1. Re: [Fwd: Re: Geeklog optimalisations] (Tony Bibbs)

--__--__--

Message: 1
Date: Fri, 12 Mar 2004 10:44:58 -0600
From: Tony Bibbs <tony at tonybibbs.com>
To: geeklog-devel at lists.geeklog.net
Subject: Re: [geeklog-devel] [Fwd: Re: Geeklog optimalisations]
Reply-To: geeklog-devel at lists.geeklog.net

I agree session management should be considered but, again, this would
be a lot of work. Having a user object in the session would be a
tremendous help. Switching to PHP4 sessions might be too much work
(research is needed) but you may be able to emulate PHP4 sessions by
adding a data field to the current sessions table and then do
serialization/deserialization from that. I digress.

The big issue at hand is addressing a few short term performance
problem. I think looking into Niel's customizations is a starting
point. Blaine is right, we need a fix that won't affect the majority of
users yet give sites like Groklaw and our big Mac-related sites more
bang for their buck. I think addressing the comments is a big issue.
particularly considering the differ modes you can view the comments in.

--Tony

Blaine Lang wrote:

> I have to agree with that Geeklog as it exists is fine for 98% of our users

> but addressing some of these issues can only make it better.

>

> We just need to be careful as a lot of the bugs that we have been addressing

> are permission based ones and we don't want to introduce more issues that

> will effect the 98% of our users. I know it is well known, that adding new

> code and features often introduces new bugs so need to keep that in mind

> when assessing the effort for such a project.

>

> What about using PHP Sessions to cache some of the common information and

> eliminate a lot of the SQL queries.

> Possible areas would be:

> - User access rights and group membership

> - $_USER array

>

> It would be nice for Plugins to have access to SESSIONS as well.

>

> ----- Original Message -----

> From: "Tony Bibbs" <tony at tonybibbs.com>

> To: <geeklog-devel at lists.geeklog.net>

> Sent: Friday, March 12, 2004 11:17 AM

> Subject: Re: [geeklog-devel] [Fwd: Re: Geeklog optimalisations]

>

>

>

>>Yeah, I think we should start only with DB optimizations (SQL tuning,

>>reducing queries, etc). I also think switching to InnoDB should be

>>seriously considered. Doing so is something we can do relatively

>>painlessly via upgrade scripts. I say start small, go after the bigger

>>problems. Starting with comments would be good, however, I think

>>someone should put together a plan on how to make sure during our

>>performance analysis we cover all of the system .

>>

>>I still say leave the template stuff for 2.0...I don't think filesystem

>>access is causing that much a of a problem.
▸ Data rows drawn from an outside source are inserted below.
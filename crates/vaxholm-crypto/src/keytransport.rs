#![forbid(unsafe_code)]

//! Key transport algorithms (RSA PKCS#1 v1.5, RSA-OAEP with MGF1/SHA-1).

use vaxholm_core::{algorithm, Error};

/// Trait for key transport algorithms.
pub trait KeyTransportAlgorithm: Send {
    fn uri(&self) -> &'static str;
    fn encrypt(&self, public_key: &rsa::RsaPublicKey, key_data: &[u8]) -> Result<Vec<u8>, Error>;
    fn decrypt(
        &self,
        private_key: &rsa::RsaPrivateKey,
        encrypted: &[u8],
    ) -> Result<Vec<u8>, Error>;
}

/// RSA-OAEP parameters carried in `EncryptionMethod`.
#[derive(Debug, Clone, Default)]
pub struct OaepParams {
    /// OAEPparams (optional label, base64-decoded)
    pub label: Option<Vec<u8>>,
}

/// Create a key transport algorithm from its URI.
pub fn from_uri(uri: &str) -> Result<Box<dyn KeyTransportAlgorithm>, Error> {
    from_uri_with_params(uri, OaepParams::default())
}

/// Create a key transport algorithm from its URI with RSA-OAEP parameters.
pub fn from_uri_with_params(
    uri: &str,
    params: OaepParams,
) -> Result<Box<dyn KeyTransportAlgorithm>, Error> {
    match uri {
        algorithm::RSA_PKCS1 => Ok(Box::new(RsaPkcs1Transport)),
        algorithm::RSA_OAEP => Ok(Box::new(RsaOaepTransport { params })),
        _ => Err(Error::UnsupportedAlgorithm(format!("key transport: {uri}"))),
    }
}

struct RsaPkcs1Transport;

impl KeyTransportAlgorithm for RsaPkcs1Transport {
    fn uri(&self) -> &'static str {
        algorithm::RSA_PKCS1
    }

    fn encrypt(&self, public_key: &rsa::RsaPublicKey, key_data: &[u8]) -> Result<Vec<u8>, Error> {
        use rsa::Pkcs1v15Encrypt;
        let mut rng = rand::thread_rng();
        public_key
            .encrypt(&mut rng, Pkcs1v15Encrypt, key_data)
            .map_err(|e| Error::Encryption(format!("RSA PKCS#1 encrypt: {e}")))
    }

    fn decrypt(
        &self,
        private_key: &rsa::RsaPrivateKey,
        encrypted: &[u8],
    ) -> Result<Vec<u8>, Error> {
        use rsa::Pkcs1v15Encrypt;
        private_key
            .decrypt(Pkcs1v15Encrypt, encrypted)
            .map_err(|e| Error::Decryption(format!("RSA PKCS#1 decrypt: {e}")))
    }
}

struct RsaOaepTransport {
    params: OaepParams,
}

impl RsaOaepTransport {
    fn padding(&self) -> rsa::Oaep {
        let mut padding = rsa::Oaep::new::<sha1::Sha1>();
        if let Some(label) = &self.params.label {
            padding.label = Some(String::from_utf8_lossy(label).into_owned());
        }
        padding
    }
}

impl KeyTransportAlgorithm for RsaOaepTransport {
    fn uri(&self) -> &'static str {
        algorithm::RSA_OAEP
    }

    fn encrypt(&self, public_key: &rsa::RsaPublicKey, key_data: &[u8]) -> Result<Vec<u8>, Error> {
        let mut rng = rand::thread_rng();
        public_key
            .encrypt(&mut rng, self.padding(), key_data)
            .map_err(|e| Error::Encryption(format!("RSA-OAEP encrypt: {e}")))
    }

    fn decrypt(
        &self,
        private_key: &rsa::RsaPrivateKey,
        encrypted: &[u8],
    ) -> Result<Vec<u8>, Error> {
        private_key
            .decrypt(self.padding(), encrypted)
            .map_err(|e| Error::Decryption(format!("RSA-OAEP decrypt: {e}")))
    }
}
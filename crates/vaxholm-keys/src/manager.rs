#![forbid(unsafe_code)]

//! In-memory security token resolver.

use crate::cert::X509Cert;
use crate::resolver::SecurityTokenResolver;
use std::collections::HashMap;
use std::sync::RwLock;
use tracing::debug;

/// A certificate with its private key, when held.
struct Entry {
    cert: X509Cert,
    private_key: Option<rsa::RsaPrivateKey>,
}

/// Resolver over a fixed set of certificates, with a cache of
/// encrypted-key secrets learned while processing messages.
pub struct SimpleSecurityTokenResolver {
    entries: Vec<Entry>,
    secrets: RwLock<HashMap<Vec<u8>, Vec<u8>>>,
}

impl SimpleSecurityTokenResolver {
    /// Create an empty resolver.
    pub fn new() -> Self {
        Self {
            entries: Vec::new(),
            secrets: RwLock::new(HashMap::new()),
        }
    }

    /// Add a certificate without a private key.
    pub fn add_certificate(&mut self, cert: X509Cert) {
        self.entries.push(Entry {
            cert,
            private_key: None,
        });
    }

    /// Add a certificate together with its private key.
    pub fn add_key_pair(&mut self, cert: X509Cert, private_key: rsa::RsaPrivateKey) {
        self.entries.push(Entry {
            cert,
            private_key: Some(private_key),
        });
    }

    /// Iterator over all certificates.
    pub fn certificates(&self) -> impl Iterator<Item = &X509Cert> {
        self.entries.iter().map(|e| &e.cert)
    }

    /// Number of certificates.
    pub fn len(&self) -> usize {
        self.entries.len()
    }

    /// Check if empty.
    pub fn is_empty(&self) -> bool {
        self.entries.is_empty()
    }

    fn find(&self, pred: impl Fn(&X509Cert) -> bool) -> Option<&Entry> {
        self.entries.iter().find(|e| pred(&e.cert))
    }
}

impl Default for SimpleSecurityTokenResolver {
    fn default() -> Self {
        Self::new()
    }
}

impl SecurityTokenResolver for SimpleSecurityTokenResolver {
    fn resolve_certificate_by_thumbprint(&self, thumbprint: &[u8]) -> Option<X509Cert> {
        self.find(|c| c.thumbprint_sha1() == thumbprint)
            .map(|e| e.cert.clone())
    }

    fn resolve_certificate_by_ski(&self, ski: &[u8]) -> Option<X509Cert> {
        self.find(|c| c.ski() == Some(ski)).map(|e| e.cert.clone())
    }

    fn resolve_certificate_by_issuer_serial(&self, issuer: &str, serial: &str) -> Option<X509Cert> {
        self.find(|c| c.matches_issuer_serial(issuer, serial))
            .map(|e| e.cert.clone())
    }

    fn resolve_private_key_for_certificate(&self, cert: &X509Cert) -> Option<rsa::RsaPrivateKey> {
        self.find(|c| c == cert).and_then(|e| e.private_key.clone())
    }

    fn resolve_encrypted_key_secret(&self, sha1: &[u8]) -> Option<Vec<u8>> {
        // A poisoned lock still holds a usable map.
        let secrets = self.secrets.read().unwrap_or_else(|e| e.into_inner());
        secrets.get(sha1).cloned()
    }

    fn cache_encrypted_key_secret(&self, sha1: &[u8], secret: &[u8]) {
        debug!(entries = self.entries.len(), "caching encrypted key secret");
        let mut secrets = self.secrets.write().unwrap_or_else(|e| e.into_inner());
        secrets.insert(sha1.to_vec(), secret.to_vec());
    }
}
#![forbid(unsafe_code)]

//! Steps shared by the inbound message evaluators.

use crate::context::{ContextValue, PolicyContext};
use crate::signing::verify_with_embedded_certificate;
use crate::status::{Evaluation, Step};
use crate::vars;
use crate::version::SamlVersion;
use base64::{engine::general_purpose::STANDARD, Engine};
use vaxholm_core::ns;
use vaxholm_keys::X509Cert;
use vaxholm_xml::document::{child_element, qualified_name};
use vaxholm_xml::edit::start_tag_end;
use vaxholm_xml::writer::escape_attr;

/// The protocol element of `doc`: the first child of the SOAP body when
/// `soap_encapsulated`, otherwise the root element.
pub(crate) fn protocol_element<'a, 'input>(
    doc: &'a roxmltree::Document<'input>,
    soap_encapsulated: bool,
) -> Step<roxmltree::Node<'a, 'input>> {
    if !soap_encapsulated {
        return Ok(doc.root_element());
    }
    let envelope = vaxholm_wss::Envelope::from_document(doc)
        .map_err(|e| Evaluation::failed(format!("message is not SOAP: {e}")))?;
    envelope
        .body
        .children()
        .find(|n| n.is_element())
        .ok_or_else(|| Evaluation::falsified("SOAP Body is empty"))
}

/// Check `node` is `local` in the protocol namespace of `expected`. A
/// matching name in the other version's namespace is a version mismatch.
pub(crate) fn expect_protocol_element(
    node: roxmltree::Node<'_, '_>,
    expected: SamlVersion,
    local: &str,
) -> Step<()> {
    match SamlVersion::of_element(node) {
        Some(found) if found != expected => Err(Evaluation::server_error(format!(
            "SAML version mismatch: expected {expected}, found {found}"
        ))),
        Some(_) if node.tag_name().name() == local => Ok(()),
        _ => Err(Evaluation::falsified(format!(
            "expected {local}, found {}",
            node.tag_name().name()
        ))),
    }
}

/// The declared version must match when present.
pub(crate) fn check_declared_version(node: roxmltree::Node<'_, '_>, expected: SamlVersion) -> Step<Option<String>> {
    match SamlVersion::declared_version(node) {
        Some(declared) if declared != expected.label() => Err(Evaluation::server_error(format!(
            "SAML version mismatch: expected {expected}, declared {declared}"
        ))),
        declared => Ok(declared),
    }
}

/// Publish a single text value, or mark it unset; `Missing <what>` is
/// FALSIFIED when `required` and absent.
pub(crate) fn publish_required(
    ctx: &mut dyn PolicyContext,
    prefix: &str,
    suffix: &str,
    value: Option<&str>,
    required: bool,
    what: &str,
) -> Step<()> {
    ctx.set_variable(&vars::name(prefix, suffix), value.map(ContextValue::text));
    if required && value.is_none() {
        return Err(Evaluation::falsified(format!("Missing {what}")));
    }
    Ok(())
}

/// Enforce the signature requirement on `node` and verify it when asked.
/// Returns the verified signer.
pub(crate) fn check_signature(
    doc: &roxmltree::Document<'_>,
    node: roxmltree::Node<'_, '_>,
    required: bool,
    verify: bool,
) -> Step<Option<X509Cert>> {
    let signed = child_element(node, ns::DSIG, ns::node::SIGNATURE).is_some();
    if required && !signed {
        return Err(Evaluation::falsified("Missing Signature"));
    }
    if !verify || !signed {
        return Ok(None);
    }
    verify_with_embedded_certificate(doc, node)
        .map_err(|e| Evaluation::falsified(format!("Signature verification failed: {e}")))
}

/// Reject a verified signer that is not among `trusted`. An empty list
/// trusts any signer whose signature verifies.
pub(crate) fn check_trusted_signer(signer: &X509Cert, trusted: &[X509Cert]) -> Step<()> {
    if trusted.is_empty() || trusted.contains(signer) {
        return Ok(());
    }
    Err(Evaluation::falsified(format!(
        "Signature made by an untrusted certificate: {}",
        signer.subject()
    )))
}

/// Publish the verified signer as `<prefix>.x509CertBase64`, unset when
/// nothing was verified.
pub(crate) fn publish_signer(ctx: &mut dyn PolicyContext, prefix: &str, signer: Option<&X509Cert>) {
    ctx.set_variable(
        &vars::name(prefix, vars::X509_CERT_BASE64),
        signer.map(|cert| ContextValue::text(STANDARD.encode(cert.der()))),
    );
}

/// `node` as written in its document, with the namespace declarations
/// it inherits added to its start tag so it parses on its own.
pub(crate) fn standalone_element(node: roxmltree::Node<'_, '_>) -> String {
    let range = node.range();
    let Some(source) = node.document().input_text().get(range.clone()) else {
        return String::new();
    };
    let name_end = 1 + qualified_name(node).len();
    let tag_end = start_tag_end(node)
        .map(|end| end - range.start)
        .unwrap_or(source.len());
    let start_tag = &source[..tag_end];

    let mut declarations = String::new();
    for namespace in node.namespaces() {
        let attribute = match namespace.name() {
            Some("xml") => continue,
            Some(prefix) => format!("xmlns:{prefix}="),
            None => "xmlns=".to_owned(),
        };
        if start_tag.contains(&attribute) {
            continue;
        }
        declarations.push_str(&format!(" {attribute}\"{}\"", escape_attr(namespace.uri())));
    }
    format!("{}{declarations}{}", &source[..name_end], &source[name_end..])
}

#[cfg(test)]
mod tests {
    use super::*;

    #[test]
    fn test_standalone_element() {
        let doc = vaxholm_xml::parse(
            r#"<q xmlns="urn:d" xmlns:saml="urn:s"><saml:Attribute xmlns:x="urn:x" Name="a"><saml:AttributeValue>1</saml:AttributeValue></saml:Attribute></q>"#,
        )
        .unwrap();
        let attribute = doc.root_element().first_element_child().unwrap();
        let xml = standalone_element(attribute);
        assert!(xml.starts_with("<saml:Attribute "));
        assert!(xml.contains(r#"xmlns:saml="urn:s""#));
        assert!(xml.contains(r#"xmlns="urn:d""#));
        assert_eq!(xml.matches("xmlns:x=").count(), 1);
        let reparsed = vaxholm_xml::parse(&xml).unwrap();
        assert_eq!(reparsed.root_element().tag_name().namespace(), Some("urn:s"));
    }

    #[test]
    fn test_version_mismatch_is_server_error() {
        let doc = vaxholm_xml::parse(
            r#"<samlp:AttributeQuery xmlns:samlp="urn:oasis:names:tc:SAML:1.0:protocol"/>"#,
        )
        .unwrap();
        let err = expect_protocol_element(doc.root_element(), SamlVersion::Saml2, "AttributeQuery").unwrap_err();
        assert_eq!(err.status, crate::status::AssertionStatus::ServerError);
        let err = expect_protocol_element(doc.root_element(), SamlVersion::Saml1_1, "Request").unwrap_err();
        assert_eq!(err.status, crate::status::AssertionStatus::Falsified);
    }

    #[test]
    fn test_not_soap_fails() {
        let doc = vaxholm_xml::parse("<a/>").unwrap();
        let err = protocol_element(&doc, true).unwrap_err();
        assert_eq!(err.status, crate::status::AssertionStatus::Failed);
        assert!(protocol_element(&doc, false).is_ok());
    }
}
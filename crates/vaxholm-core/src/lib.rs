#![forbid(unsafe_code)]

//! Shared types for the Vaxholm WS-Security and SAMLP libraries:
//! the error taxonomy, namespace constants and algorithm URIs.

pub mod algorithm;
pub mod error;
pub mod ns;

pub use error::{Error, Result};
#![forbid(unsafe_code)]

//! WS-Security and SAML protocol processing for SOAP services.
//!
//! Re-exports the vaxholm crates under one roof. The [`config`] module maps
//! JSON documents onto builder and evaluator configurations.

pub mod config;

pub use vaxholm_c14n as c14n;
pub use vaxholm_core as core;
pub use vaxholm_crypto as crypto;
pub use vaxholm_dsig as dsig;
pub use vaxholm_enc as enc;
pub use vaxholm_keys as keys;
pub use vaxholm_samlp as samlp;
pub use vaxholm_wss as wss;
pub use vaxholm_xml as xml;
#[cfg(test)]
mod tests {
    use super::*;
    use crate::context::{HttpFacts, SimplePolicyContext};

    fn alice() -> SigningCredential {
        SigningCredential::new(
            X509Cert::from_pem(include_bytes!("../../../testdata/alice-cert.pem")).unwrap(),
            vaxholm_keys::loader::load_private_key(include_bytes!("../../../testdata/alice-key.pem"))
                .unwrap(),
        )
    }

    fn bob_cert() -> X509Cert {
        X509Cert::from_pem(include_bytes!("../../../testdata/bob-cert.pem")).unwrap()
    }

    fn query(version: SamlVersion) -> RequestBuilderConfig {
        RequestBuilderConfig::attribute_query(version, "test")
            .with_issuer("urn:sp")
            .with_attribute(QueryAttribute::new("givenName").with_name_format(format::ATTRNAME_BASIC))
    }

    #[test]
    fn test_saml2_attribute_query() {
        let builder = RequestBuilder::new(query(SamlVersion::Saml2).with_destination("urn:idp")).unwrap();
        let mut ctx = SimplePolicyContext::new();
        let xml = builder.build(&mut ctx).unwrap();
        let doc = vaxholm_xml::parse(&xml).unwrap();
        let root = doc.root_element();
        assert_eq!(root.tag_name().name(), "AttributeQuery");
        assert!(root.attribute("ID").unwrap().starts_with("samlp2-"));
        assert_eq!(root.attribute("Destination"), Some("urn:idp"));
        assert!(xml.contains("<saml:Issuer>urn:sp</saml:Issuer><saml:Subject><saml:NameID>test</saml:NameID></saml:Subject>"));
        assert!(xml.contains(r#"<saml:Attribute Name="givenName" NameFormat="urn:oasis:names:tc:SAML:2.0:attrname-format:basic"/>"#));
        assert_eq!(
            ctx.variable(DEFAULT_OUTPUT_VARIABLE).and_then(ContextValue::as_element),
            Some(xml.as_str())
        );
    }

    #[test]
    fn test_saml11_attribute_query() {
        let builder = RequestBuilder::new(query(SamlVersion::Saml1_1)).unwrap();
        let xml = builder.build(&mut SimplePolicyContext::new()).unwrap();
        let doc = vaxholm_xml::parse(&xml).unwrap();
        let root = doc.root_element();
        assert_eq!(root.tag_name().name(), "Request");
        assert!(root.attribute("RequestID").unwrap().starts_with("samlp-"));
        assert!(xml.contains("<saml:NameIdentifier>test</saml:NameIdentifier>"));
        assert!(xml.contains(r#"<saml:AttributeDesignator AttributeName="givenName""#));
        assert!(!xml.contains("Issuer"));
    }

    #[test]
    fn test_custom_name_format_from_variable() {
        let mut config = query(SamlVersion::Saml2);
        config.subject_format = Some("urn:customformat${var}".into());
        let builder = RequestBuilder::new(config).unwrap();
        let mut ctx = SimplePolicyContext::new().with_variable("var", "1");
        let xml = builder.build(&mut ctx).unwrap();
        assert!(xml.contains(r#"<saml:NameID Format="urn:customformat1">test</saml:NameID>"#));

        let mut ctx = SimplePolicyContext::new().with_variable("var", "%  x");
        assert!(matches!(builder.build(&mut ctx), Err(Error::Configuration(_))));
    }

    #[test]
    fn test_invalid_issuer_format() {
        let mut config = query(SamlVersion::Saml2);
        config.issuer_format = Some("Invalid URI %".into());
        let err = RequestBuilder::new(config).unwrap_err();
        assert!(err.to_string().contains("Invalid Issuer Format attribute value, not a URI"));
    }

    #[test]
    fn test_default_issuer_is_signer_subject() {
        let credential = alice();
        let subject = credential.certificate.subject().to_owned();
        let mut config = RequestBuilderConfig::attribute_query(SamlVersion::Saml2, "test");
        config.signing = Some(credential);
        let xml = RequestBuilder::new(config).unwrap().build(&mut SimplePolicyContext::new()).unwrap();
        let doc = vaxholm_xml::parse(&xml).unwrap();
        let issuer = vaxholm_xml::document::child_element(doc.root_element(), ns::SAML2, "Issuer").unwrap();
        assert_eq!(vaxholm_xml::document::element_text(issuer), subject);
        assert!(issuer.attribute("Format").is_none());
        assert!(xml.contains("</saml:Issuer><ds:Signature"));
        assert!(crate::signing::verify_with_embedded_certificate(&doc, doc.root_element())
            .unwrap()
            .is_some());
    }

    #[test]
    fn test_issuer_omitted() {
        let mut config = RequestBuilderConfig::attribute_query(SamlVersion::Saml2, "test");
        config.add_issuer = false;
        let xml = RequestBuilder::new(config).unwrap().build(&mut SimplePolicyContext::new()).unwrap();
        assert!(!xml.contains("Issuer"));
    }

    #[test]
    fn test_encrypted_id_requires_recipient() {
        let mut config = query(SamlVersion::Saml2);
        config.encrypt_name_id = true;
        assert!(matches!(RequestBuilder::new(config), Err(Error::Configuration(_))));

        let config = query(SamlVersion::Saml1_1)
            .with_encrypted_name_id(RecipientCertificate::Static(bob_cert()), false);
        assert!(matches!(RequestBuilder::new(config), Err(Error::Configuration(_))));
    }

    #[test]
    fn test_encrypted_id_from_variable() {
        let config = query(SamlVersion::Saml2)
            .with_encrypted_name_id(RecipientCertificate::Variable("recipient".into()), true);
        let builder = RequestBuilder::new(config).unwrap();

        let mut ctx = SimplePolicyContext::new().with_variable("recipient", bob_cert());
        let xml = builder.build(&mut ctx).unwrap();
        assert!(xml.contains("<saml:Subject><saml:EncryptedID"));
        assert!(xml.contains(vaxholm_core::algorithm::RSA_OAEP));
        assert!(!xml.contains("<saml:NameID"));

        let mut ctx = SimplePolicyContext::new().with_variable("recipient", "not a cert");
        assert!(matches!(builder.build(&mut ctx), Err(Error::Configuration(_))));
    }

    #[test]
    fn test_soap_requires_http_facts() {
        let builder = RequestBuilder::new(query(SamlVersion::Saml2).with_binding(OutputBinding::Soap(SoapVersion::Soap11))).unwrap();
        assert!(matches!(
            builder.build(&mut SimplePolicyContext::new()),
            Err(Error::Configuration(_))
        ));
        let mut ctx = SimplePolicyContext::new().with_request_http(HttpFacts::new("POST"));
        let xml = builder.build(&mut ctx).unwrap();
        let doc = vaxholm_wss::soap::parse_envelope(&xml).unwrap();
        let envelope = vaxholm_wss::Envelope::from_document(&doc).unwrap();
        assert_eq!(envelope.version, SoapVersion::Soap11);
    }

    #[test]
    fn test_authn_request() {
        let mut config = RequestBuilderConfig::authn_request().with_issuer("google.com");
        config.acs_url = Some("https://sp.example/acs".into());
        config.protocol_binding = Some("urn:oasis:names:tc:SAML:2.0:bindings:HTTP-POST".into());
        config.force_authn = true;
        config.name_id_policy = Some(NameIdPolicy {
            format: Some(format::NAMEID_EMAIL.into()),
            sp_name_qualifier: None,
            allow_create: Some(true),
        });
        let xml = RequestBuilder::new(config).unwrap().build(&mut SimplePolicyContext::new()).unwrap();
        assert!(xml.starts_with("<samlp:AuthnRequest "));
        assert!(xml.contains(r#"ForceAuthn="true""#));
        assert!(!xml.contains("IsPassive"));
        assert!(xml.contains(r#"AssertionConsumerServiceURL="https://sp.example/acs""#));
        assert!(xml.contains(r#"<samlp:NameIDPolicy Format="urn:oasis:names:tc:SAML:1.1:nameid-format:emailAddress" AllowCreate="true"/>"#));

        let mut saml11 = RequestBuilderConfig::authn_request().with_issuer("x");
        saml11.version = SamlVersion::Saml1_1;
        assert!(RequestBuilder::new(saml11).is_err());
    }

    #[test]
    fn test_configured_id_must_be_ncname() {
        let mut config = query(SamlVersion::Saml2);
        config.id = Some("1-not-ncname".into());
        assert!(RequestBuilder::new(config).is_err());

        let mut config = query(SamlVersion::Saml2);
        config.id = Some("${requestId}".into());
        config.issue_instant = Some("2006-07-17T22:26:40Z".into());
        let builder = RequestBuilder::new(config).unwrap();
        let mut ctx = SimplePolicyContext::new().with_variable("requestId", "req-1");
        let xml = builder.build(&mut ctx).unwrap();
        assert!(xml.contains(r#"ID="req-1""#));
        assert!(xml.contains(r#"IssueInstant="2006-07-17T22:26:40.000Z""#));
    }
}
And yes, I need to get

>>serious about 2.0...latley I have been telling myself to shit or get off

>> the pot...

>>

>>--Tony

>>

>>Vincent Furia wrote:

>>

>>>I'm in! Though if we're going to get serious about upgrading geeklog

>>>1.3.x to reduce queries and seriously improve performance for high

>>>traffic sites it might be time to start thinking about branching 1.3.x

>>>off and using the main branch to start implementing these performance

>>>improvements (and perhaps calling it 1.4.x).

>>>

>>>I actually don't think we're too far away from getting Geeklog to decent

>>>speeds. As Niels pointed out (and as has been pointed out before I

>>>think) we only really have one table locking issue. The database

>>>queries are something that can be fixed with some intelligent caching

>>>and better shaped queries.

>>>

>>>If we're feeling really brave, swithing template systems to a

>>>pre-compiled template system like Smarty wouldn't be a bad idea. I

>>>think that will do ALOT to improve performance.

>>>

>>>-Vinny

>>>

>>>Tony Bibbs wrote:

>>>

>>>

>>>>This is an FYI. We'll be discussing this on the development lists

>>>>over the next few days (I hope). It's important we help Groklaw as

>>>>best we can as they are one of our bigger sites and by them pushing

>>>>the limits of Geeklog we can address their issues and make Geeklog a

>>>>better product at the same time.

>>>>

>>>>--Tony

>>>>

>>>>---------------------

>>>>

>>>>Niels,

>>>>

>>>>I think a bit of background is in order before you can understand how

>>>>Geeklog got where it is. First, nearly all the code you are referring

>>>>to is legacy code. It was there before I managed the project and it is

>>>>still there under Dirk's management. In it's infancy, Geeklog was only

>>>>servicing smaller sites so performance was never really an issue and,

>>>>frankly, I was a bit young and dumb when I first got started with

>>>>Geeklog so performance tuning PHP scripts wasn't even a consideration

>>>>and my focus was on the feature set.

>>>>

>>>>Under Dirk's management, the feature set has continued to grow to the

>>>>point that we have a large userbase and what you are encountering with

>>>>Geeklog is only natural. Groklaw is clearly one of the biggest sites

>

> to

>

>>>>run Geeklog. I have posted questions to our mailing lists asking about

>>>>performance issues realted to bigger Geeklog sites getting no responses

>>>>back so your email was a pleasant surprise.

>>>>

>>>>The long and the short of it is Geeklog has matured to a point where

>>>>bigger sites are using it and we pushing the performance limits it has.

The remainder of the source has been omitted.